Publié depuis Overblog

4 Mars 2013

Ce roman m’a été recommandé par plusieurs lecteurs, avec le même enthousiasme. Formidable, terrible, coup de poing, inoubliable, les arguments n’ont pas manqué.
Un roman noir. Très noir. Mais si bien écrit.
Chaque lecteur a ses limites. Les miennes ont largement été atteintes. Ce roman est une abjection. Bien écrit, terrible, coup de poing, mais pas formidable, et que je vais m’empresser d’oublier.

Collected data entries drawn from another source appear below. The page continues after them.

//! Duplicate-delivery and vacation-reply suppression.
//!
//! Keyed by `(message-id, scope)`, where `scope` is either an absolute
//! mailbox name (plain delivery dedup) or `.{user}.sieve.{tag}`
//! (a Sieve-generated auxiliary record — forward trail, vacation
//! reply). Backed directly by [`silo_skiplist::Db`]; this crate only
//! owns the key/value encoding and the expiry policy.

use std::time::{SystemTime, UNIX_EPOCH};

use silo_skiplist::{Db, Selector};
use thiserror::Error;
use tracing::debug;

#[derive(Debug, Error)]
pub enum DuplicateError {
    #[error(transparent)]
    Db(#[from] silo_skiplist::DbError),
}

pub type Result<T> = std::result::Result<T, DuplicateError>;

pub struct DuplicateTable {
    db: Db,
}

/// Seconds since the Unix epoch, for callers that don't want to thread
/// their own clock through `check`/`mark`.
pub fn now_unix() -> u32 {
    SystemTime::now()
        .duration_since(UNIX_EPOCH)
        .map(|d| d.as_secs() as u32)
        .unwrap_or(0)
}

fn encode_key(message_id: &str, scope: &str) -> Vec<u8> {
    let mut key = Vec::with_capacity(message_id.len() + scope.len() + 1);
    key.extend_from_slice(message_id.as_bytes());
    key.push(0);
    key.extend_from_slice(scope.as_bytes());
    key
}

fn decode_expiry(data: &[u8]) -> u32 {
    let mut buf = [0u8; 4];
    let n = data.len().min(4);
    buf[..n].copy_from_slice(&data[..n]);
    u32::from_be_bytes(buf)
}

impl DuplicateTable {
    pub fn create(path: impl AsRef<std::path::Path>) -> Result<()> {
        Db::create(path)?;
        Ok(())
    }

    pub fn open(path: impl AsRef<std::path::Path>) -> Result<Self> {
        Ok(Self { db: Db::open(path)? })
    }

    /// `true` iff an unexpired record for `(message_id, scope)` exists
    /// as of `now`.
    pub fn check(&mut self, message_id: &str, scope: &str, now: u32) -> Result<bool> {
        let key = encode_key(message_id, scope);
        match self.db.fetch(&key)? {
            Some(data) => Ok(decode_expiry(&data) > now),
            None => Ok(false),
        }
    }

    /// Record `(message_id, scope)` as delivered, expiring at `expiry`
    /// (an absolute unix-seconds timestamp). Overwrites any existing
    /// record for the same key.
    pub fn mark(&mut self, message_id: &str, scope: &str, expiry: u32) -> Result<()> {
        let key = encode_key(message_id, scope);
        let mut txn = self.db.begin_write()?;
        txn.insert(&key, &expiry.to_be_bytes())?;
        txn.commit()?;
        Ok(())
    }

    /// Remove every record whose expiry is `<= now`. Returns the
    /// number of records removed.
    pub fn prune(&mut self, now: u32) -> Result<usize> {
        let mut stale = Vec::new();
        self.db.foreach(
            Selector::Prefix(b""),
            |k, v| {
                if decode_expiry(v) <= now {
                    stale.push(k.to_vec());
                }
                true
            },
        )?;

        if stale.is_empty() {
            return Ok(0);
        }

        let mut txn = self.db.begin_write()?;
        for key in &stale {
            txn.delete(key)?;
        }
        txn.commit()?;
        debug!(removed = stale.len(), "pruned expired duplicate records");
        Ok(stale.len())
    }
}

#[cfg(test)]
mod tests {
    use super::*;

    fn temp_table() -> (tempfile::TempDir, DuplicateTable) {
        let dir = tempfile::tempdir().unwrap();
        let path = dir.path().join("duplicate.db");
        DuplicateTable::create(&path).unwrap();
        let table = DuplicateTable::open(&path).unwrap();
        (dir, table)
    }

    #[test]
    fn unmarked_message_is_not_a_duplicate() {
        let (_dir, mut table) = temp_table();
        assert!(!table
            .check("<abc@example.com>", "user.alice", 1_000)
            .unwrap());
    }

    #[test]
    fn marked_message_is_a_duplicate_until_expiry() {
        let (_dir, mut table) = temp_table();
        table
            .mark("<abc@example.com>", "user.alice", 2_000)
            .unwrap();

        assert!(table
            .check("<abc@example.com>", "user.alice", 1_000)
            .unwrap());
        assert!(!table
            .check("<abc@example.com>", "user.alice", 2_000)
            .unwrap());
        assert!(!table
            .check("<abc@example.com>", "user.alice", 3_000)
            .unwrap());
    }

    #[test]
    fn scope_distinguishes_plain_delivery_from_sieve_records() {
        let (_dir, mut table) = temp_table();
        table
            .mark("<abc@example.com>", "user.alice", 5_000)
            .unwrap();

        assert!(table
            .check("<abc@example.com>", "user.alice", 1_000)
            .unwrap());
        assert!(!table
            .check("<abc@example.com>", ".alice.sieve.vacation", 1_000)
            .unwrap());
    }

    #[test]
    fn prune_removes_only_expired_records() {
        let (_dir, mut table) = temp_table();
        table.mark("<old@x>", "user.alice", 100).unwrap();
        table.mark("<fresh@x>", "user.alice", 10_000).unwrap();

        let removed = table.prune(5_000).unwrap();
        assert_eq!(removed, 1);
        assert!(!table.check("<old@x>", "user.alice", 0).unwrap());
        assert!(table.check("<fresh@x>", "user.alice", 0).unwrap());
    }
}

Ceci étant posé, il y avait 264 pages à lire. J’en ai lu la moitié avec application, survolé l’autre moitié pour m’en débarrasser.

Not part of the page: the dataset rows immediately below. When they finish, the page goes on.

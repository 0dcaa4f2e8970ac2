//! The single immutable configuration record every component reads.
//!
//! Parsed once at startup from a TOML file named by `CYRUS_CONFIG`,
//! alongside the `CYRUS_USER` runtime-uid check and the "never run as
//! root" startup guard. Components that allow a subset of settings to
//! change at runtime (the mailbox-to-backend map, user ACLs) re-read
//! their own on-disk state on `SIGUSR1`; this record itself is not
//! mutated in place, a reload replaces it wholesale.

use std::io::Read as _;
use std::net::SocketAddr;
use std::path::{Path, PathBuf};

use serde::Deserialize;
use silo_mboxname::{HierSep, Namespace};
use thiserror::Error;
use tracing::info;

pub const ENV_USER: &str = "CYRUS_USER";
pub const ENV_CONFIG: &str = "CYRUS_CONFIG";

#[derive(Debug, Error)]
pub enum ConfigError {
    #[error("reading config file {path}: {source}")]
    Read {
        path: PathBuf,
        #[source]
        source: std::io::Error,
    },
    #[error("parsing config file {path}: {source}")]
    Parse {
        path: PathBuf,
        #[source]
        source: toml::de::Error,
    },
    #[error("environment variable {0} must be set")]
    MissingEnv(&'static str),
    #[error("refusing to start as root (uid 0); run under the unprivileged {ENV_USER}")]
    RunningAsRoot,
}

pub type Result<T> = std::result::Result<T, ConfigError>;

/// Top-level config record. One instance per process, built once at
/// startup and handed out behind an `Arc` by the caller.
#[derive(Debug, Clone, Deserialize)]
#[serde(deny_unknown_fields)]
pub struct Config {
    pub spool: SpoolConfig,
    #[serde(default)]
    pub namespace: NamespaceConfig,
    #[serde(default)]
    pub quota: QuotaConfig,
    pub lmtp: LmtpConfig,
    pub imap: ImapConfig,
    pub discovery: Option<DiscoveryConfig>,
    pub proxy: Option<ProxyConfig>,
}

/// Spool layout, per §6: `/<root>/<bucket>/<mailbox>/…`, `/<root>/db/`,
/// `/<root>/quota/<bucket>/<root>`, `/<root>/user/<bucket>/<user>.{seen,sub}`.
#[derive(Debug, Clone, Deserialize)]
pub struct SpoolConfig {
    pub root: PathBuf,
    /// Tag used when single-instance-staging a delivered message
    /// (§4.E: one message file per hostname, linked into every
    /// target mailbox).
    pub hostname: String,
}

impl SpoolConfig {
    pub fn db_dir(&self) -> PathBuf {
        self.root.join("db")
    }

    pub fn quota_dir(&self) -> PathBuf {
        self.root.join("quota")
    }

    pub fn user_dir(&self) -> PathBuf {
        self.root.join("user")
    }
}

#[derive(Debug, Clone, Copy, Deserialize, PartialEq, Eq)]
#[serde(rename_all = "lowercase")]
pub enum HierarchySeparator {
    Dot,
    Slash,
}

impl Default for HierarchySeparator {
    fn default() -> Self {
        HierarchySeparator::Dot
    }
}

impl From<HierarchySeparator> for HierSep {
    fn from(value: HierarchySeparator) -> Self {
        match value {
            HierarchySeparator::Dot => HierSep::Dot,
            HierarchySeparator::Slash => HierSep::Slash,
        }
    }
}

#[derive(Debug, Clone, Default, Deserialize)]
pub struct NamespaceConfig {
    #[serde(default)]
    pub separator: HierarchySeparator,
}

impl NamespaceConfig {
    pub fn namespace(&self) -> Namespace {
        Namespace {
            external_sep: self.separator.into(),
        }
    }
}

#[derive(Debug, Clone, Deserialize)]
pub struct QuotaConfig {
    /// Default quota limit in bytes applied to a quota root with no
    /// explicit limit recorded in its quota file; `None` means
    /// unlimited.
    #[serde(default)]
    pub default_limit_bytes: Option<u64>,
}

impl Default for QuotaConfig {
    fn default() -> Self {
        QuotaConfig {
            default_limit_bytes: None,
        }
    }
}

#[derive(Debug, Clone, Deserialize)]
pub struct LmtpConfig {
    pub bind_addr: SocketAddr,
    pub hostname: String,
}

#[derive(Debug, Clone, Deserialize)]
pub struct ImapConfig {
    pub bind_addr: SocketAddr,
}

#[derive(Debug, Clone, Deserialize)]
pub struct DiscoveryConfig {
    pub bind_addr: SocketAddr,
    #[serde(default = "default_discovery_timeout_secs")]
    pub timeout_secs: u64,
}

fn default_discovery_timeout_secs() -> u64 {
    1
}

#[derive(Debug, Clone, Deserialize)]
pub struct ProxyConfig {
    pub mupdate_server: SocketAddr,
    #[serde(default = "default_idle_reap_secs")]
    pub idle_reap_secs: u64,
}

fn default_idle_reap_secs() -> u64 {
    300
}

/// Parses and validates a config file. Does not perform the
/// environment/root checks; call [`check_environment`] separately so
/// callers that only want to validate a config file (tests, a `-n`
/// dry-run flag) aren't forced through the startup guard.
pub fn read_config(path: impl AsRef<Path>) -> Result<Config> {
    let path = path.as_ref();
    let mut file = std::fs::File::open(path).map_err(|source| ConfigError::Read {
        path: path.to_path_buf(),
        source,
    })?;

    let mut raw = String::new();
    file.read_to_string(&mut raw)
        .map_err(|source| ConfigError::Read {
            path: path.to_path_buf(),
            source,
        })?;

    toml::from_str(&raw).map_err(|source| ConfigError::Parse {
        path: path.to_path_buf(),
        source,
    })
}

/// Reads the config file named by `CYRUS_CONFIG` and enforces the
/// `CYRUS_USER`/non-root startup invariants from §6.
pub fn load_from_environment() -> Result<Config> {
    check_environment()?;
    let path = std::env::var(ENV_CONFIG).map_err(|_| ConfigError::MissingEnv(ENV_CONFIG))?;
    let config = read_config(&path)?;
    info!(%path, "loaded configuration");
    Ok(config)
}

/// Validates that `CYRUS_USER` is set and the process is not running
/// as root. Split out from [`load_from_environment`] so a caller that
/// already has a config file in hand can still run the same guard.
pub fn check_environment() -> Result<()> {
    if std::env::var(ENV_USER).is_err() {
        return Err(ConfigError::MissingEnv(ENV_USER));
    }
    if running_as_root() {
        return Err(ConfigError::RunningAsRoot);
    }
    Ok(())
}

#[cfg(unix)]
fn running_as_root() -> bool {
    nix::unistd::Uid::effective().is_root()
}

#[cfg(not(unix))]
fn running_as_root() -> bool {
    false
}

Je m’étais engagée à lire « Pike », et j’aime tenir mes engagements.
Maintenant que j’en ai terminé, je m’interroge : quel plaisir peut-on prendre à lire de telles scènes qui dépassent en sadisme et en violence tout ce que j’ai pu lire jusqu’à présent ? L’auteur se délecte dans les descriptions les plus détaillées des corps mutilés, avilis, souillés, défoncés, hommes, femmes, enfants, animaux…
J’ai lu d’autres romans dans lesquels la violence est paroxystique : Breat Easton Ellis, James Ellroy, et cela m’a déjà été difficile. J’ai renoncé à lire un roman de Jean-Claude Izzo, pourtant magnifique écrivain, pour une scène insoutenable. Mais il y avait des trouées d’air respirable dans tout ce marasme.

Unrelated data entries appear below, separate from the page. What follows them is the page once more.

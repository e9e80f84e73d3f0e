//! The API client and its single-request plumbing.

use std::time::Duration;

use ezo_config::EzoConfig;
use reqwest::{Method, RequestBuilder};
use serde_json::Value;

use crate::error::EzoError;
use crate::form::FormPayload;
use crate::http::{check_response, read_json};

/// HTTP client for one EZOfficeInventory account.
///
/// Base URL and bearer token come from the [`EzoConfig`] handed to
/// [`EzoClient::new`] and are fixed for the lifetime of the client.
#[derive(Debug, Clone)]
pub struct EzoClient {
    http: reqwest::Client,
    config: EzoConfig,
}

impl EzoClient {
    /// Build a client from an explicit configuration.
    ///
    /// # Errors
    ///
    /// Returns [`EzoError::Config`] if the base URL or token is missing or
    /// invalid, and [`EzoError::Build`] if the HTTP client cannot be built.
    pub fn new(config: EzoConfig) -> Result<Self, EzoError> {
        config.validate()?;
        let http = reqwest::Client::builder()
            .user_agent(config.user_agent.clone())
            .timeout(Duration::from_secs(config.timeout_secs))
            .build()
            .map_err(EzoError::Build)?;
        tracing::debug!(base_url = %config.base_url, "ezo client ready");
        Ok(Self { http, config })
    }

    /// Build a client from the layered config sources (TOML files + `EZO_*` env).
    ///
    /// # Errors
    ///
    /// Returns [`EzoError::Config`] if loading or validation fails.
    pub fn from_default_config() -> Result<Self, EzoError> {
        Self::new(EzoConfig::load()?)
    }

    pub const fn config(&self) -> &EzoConfig {
        &self.config
    }

    /// Start an authenticated request against an endpoint path.
    pub(crate) fn request(&self, method: Method, path: &str) -> RequestBuilder {
        self.http
            .request(method, self.config.endpoint(path))
            .bearer_auth(&self.config.token)
    }

    /// Send a request and return the JSON body of a success response.
    pub(crate) async fn send_json(
        &self,
        builder: RequestBuilder,
        operation: &'static str,
    ) -> Result<Value, EzoError> {
        let resp = builder
            .send()
            .await
            .map_err(|source| EzoError::transport(operation, source))?;
        let resp = check_response(resp, operation).await?;
        read_json(resp, operation).await
    }

    /// Single GET returning the whole body.
    pub(crate) async fn get_json(
        &self,
        operation: &'static str,
        path: &str,
        query: &[(&str, &str)],
    ) -> Result<Value, EzoError> {
        tracing::debug!(operation, path, "GET");
        let builder = self.request(Method::GET, path).query(query);
        self.send_json(builder, operation).await
    }

    /// Bodyless state change such as `activate` or `mark_complete`.
    pub(crate) async fn action(
        &self,
        operation: &'static str,
        method: Method,
        path: &str,
    ) -> Result<Value, EzoError> {
        tracing::debug!(operation, %method, path, "action");
        self.send_json(self.request(method, path), operation).await
    }

    /// Validate, allow-list, and submit a typed payload as a form body.
    pub(crate) async fn submit<P: FormPayload>(
        &self,
        method: Method,
        path: &str,
        payload: &P,
        query: &[(&str, String)],
    ) -> Result<Value, EzoError> {
        let fields = payload.encode()?;
        let operation = P::SCHEMA.operation;
        tracing::debug!(operation, %method, path, fields = fields.len(), "submit");
        let builder = self
            .request(method, path)
            .query(query)
            .form(fields.as_pairs());
        self.send_json(builder, operation).await
    }
}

Ici, et je me doute que c’est ce que les amateurs trouvent si remarquable, l’air est toujours vicié. Il y a bien une minuscule respiration au détour d’un tout petit chapitre dans lequel un personnage rêve plus ou moins d’une vie meilleure. Mais ces passages sont tellement décalés et d’un onirisme bancale qu’ils n’oxygènent en rien. Il y a bien cette relation entre le héros et la petite fille, la petite fille et le boxeur, une sorte de trame en conte de fée, au travers de dialogues qui soudain semblent prendre une teinte poétique. Je n’y ai pas adhéré, l’auteur ayant écrit ces passages avec moins d’enthousiasme que les scènes de meurtres et autres réjouissances.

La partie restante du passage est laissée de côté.